Federal Judge Albert V. Bryan last year ordered five Negroes into all-white schools, later stayed his order pending appeals, last week heard out lawyers of the N.A.A.C.P. and the Arlington County school board. The school board's defense: the board had turned down all 30 Negro students now seeking admission to white schools not on grounds of race-presumably because that hardly sits with the Supreme Court's 1954-55 decisions-but on one or more of five wholly nonracial criteria that varied from the barely reasonable to the ridiculous...
That left five Negroes to go, and these, said the school board, failed to meet the last criterion-"adaptability to new situations." Straightfaced, Arlington School Board Superintendent Ray E. Reid testified that the five Negroes sure had "outstanding qualities" to get through the first four criteria, but that was just why they ought not to be admitted to white schools.
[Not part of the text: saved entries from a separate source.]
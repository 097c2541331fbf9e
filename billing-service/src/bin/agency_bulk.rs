//! Agency bulk operations CLI.
//!
//! Runs a bulk fetch/generate/send across target workspaces from the
//! command line, for scheduled tasks and automation. Exit code 0 means the
//! operation row was created; per-target outcomes are reported on stdout
//! and live in the operation's progress record.

use std::process::ExitCode;
use std::sync::Arc;

use clap::{Args, Parser, Subcommand};
use uuid::Uuid;

use billing_service::config::BillingConfig;
use billing_service::models::{BulkOperationKind, CreateBulkOperation, TargetOutcome};
use billing_service::services::{
    init_metrics, BulkCoordinator, Database, HttpCollaborators, PlanCatalog, SubscriptionStore,
    UsageLedger,
};
use service_core::observability::init_tracing;

#[derive(Parser)]
#[command(name = "agency-bulk", about = "Run bulk operations across agency workspaces")]
struct Cli {
    #[command(subcommand)]
    operation: Operation,
}

#[derive(Subcommand)]
enum Operation {
    /// Bulk fetch sources
    Fetch(BulkArgs),
    /// Bulk generate drafts
    Generate(BulkArgs),
    /// Bulk send newsletters
    Send(BulkArgs),
}

#[derive(Args)]
struct BulkArgs {
    /// Originating agency workspace id
    #[arg(long)]
    workspace_id: Uuid,

    /// Comma-separated target workspace ids. An empty list still creates
    /// the operation row, directly in the failed state.
    #[arg(long, value_delimiter = ',')]
    target_workspaces: Vec<Uuid>,

    /// Billing email of the user creating the operation
    #[arg(long)]
    created_by: String,
}

impl Operation {
    fn kind(&self) -> BulkOperationKind {
        match self {
            Operation::Fetch(_) => BulkOperationKind::Fetch,
            Operation::Generate(_) => BulkOperationKind::Generate,
            Operation::Send(_) => BulkOperationKind::Send,
        }
    }

    fn args(&self) -> &BulkArgs {
        match self {
            Operation::Fetch(args) | Operation::Generate(args) | Operation::Send(args) => args,
        }
    }
}

#[tokio::main]
async fn main() -> ExitCode {
    let cli = Cli::parse();

    let config = match BillingConfig::from_env() {
        Ok(config) => config,
        Err(e) => {
            eprintln!("Failed to load configuration: {e}");
            return ExitCode::FAILURE;
        }
    };

    init_tracing("agency-bulk", &config.log_level, None);
    init_metrics();

    let db = match Database::new(
        &config.database.url,
        config.database.max_connections,
        config.database.min_connections,
    )
    .await
    {
        Ok(db) => Arc::new(db),
        Err(e) => {
            eprintln!("Failed to connect to database: {e}");
            return ExitCode::FAILURE;
        }
    };

    let plans = match db.load_plans().await {
        Ok(plans) => plans,
        Err(e) => {
            eprintln!("Failed to load plan catalog: {e}");
            return ExitCode::FAILURE;
        }
    };
    let catalog = Arc::new(if plans.is_empty() {
        PlanCatalog::builtin(&config.default_plan_id)
    } else {
        PlanCatalog::new(plans, config.default_plan_id.clone())
    });

    let args = cli.operation.args();
    let kind = cli.operation.kind();

    let creator = match db.tenant_by_email(&args.created_by).await {
        Ok(Some(tenant)) => tenant,
        Ok(None) => {
            eprintln!("No tenant with billing email {}", args.created_by);
            return ExitCode::FAILURE;
        }
        Err(e) => {
            eprintln!("Failed to resolve creator: {e}");
            return ExitCode::FAILURE;
        }
    };

    let ledger = UsageLedger::new(db.clone());
    let collaborators = Arc::new(HttpCollaborators::new(&config.collaborators));
    let coordinator = BulkCoordinator::new(
        db.clone(),
        db.clone(),
        ledger,
        catalog,
        collaborators,
        config.bulk.worker_limit,
    );

    println!(
        "Running bulk {} for {} workspaces...",
        kind.as_str(),
        args.target_workspaces.len()
    );

    let operation = match coordinator
        .run(CreateBulkOperation {
            workspace_id: args.workspace_id,
            kind,
            target_workspaces: args.target_workspaces.clone(),
            created_by: creator.tenant_id,
        })
        .await
    {
        Ok(operation) => operation,
        Err(e) => {
            eprintln!("Operation could not be created: {e}");
            return ExitCode::FAILURE;
        }
    };

    let summary = operation.summary();
    println!(
        "Bulk {} {}: {} successful, {} failed",
        kind.as_str(),
        operation.status,
        summary.succeeded,
        summary.failed
    );
    if let Some(message) = &operation.error_message {
        println!("  {message}");
    }

    if !operation.progress.is_empty() {
        println!("\nDetailed results:");
        for (workspace_id, outcome) in &operation.progress {
            match outcome {
                TargetOutcome::Succeeded { detail } => {
                    println!(
                        "  ok   {workspace_id}: {}",
                        detail.as_deref().unwrap_or("succeeded")
                    );
                }
                TargetOutcome::Failed { error } => {
                    println!("  FAIL {workspace_id}: {error}");
                }
                TargetOutcome::Pending => {
                    println!("  ...  {workspace_id}: pending");
                }
            }
        }
    }

    ExitCode::SUCCESS
}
Reid's reasoning: in white schools these young Negro leaders "would get feelings of inferiority" and would not be such good leaders. At last, under questioning, Reid admitted that the five criteria had not been applied to Arlington...
Situation at week's end: 1) Judge Bryan deferred his ruling, let Arlington's schools reopen segregated, pending the Supreme Court's decision; 2) the N.A.A.C.P. was able, in effect, to rest its own case on the school board's farce...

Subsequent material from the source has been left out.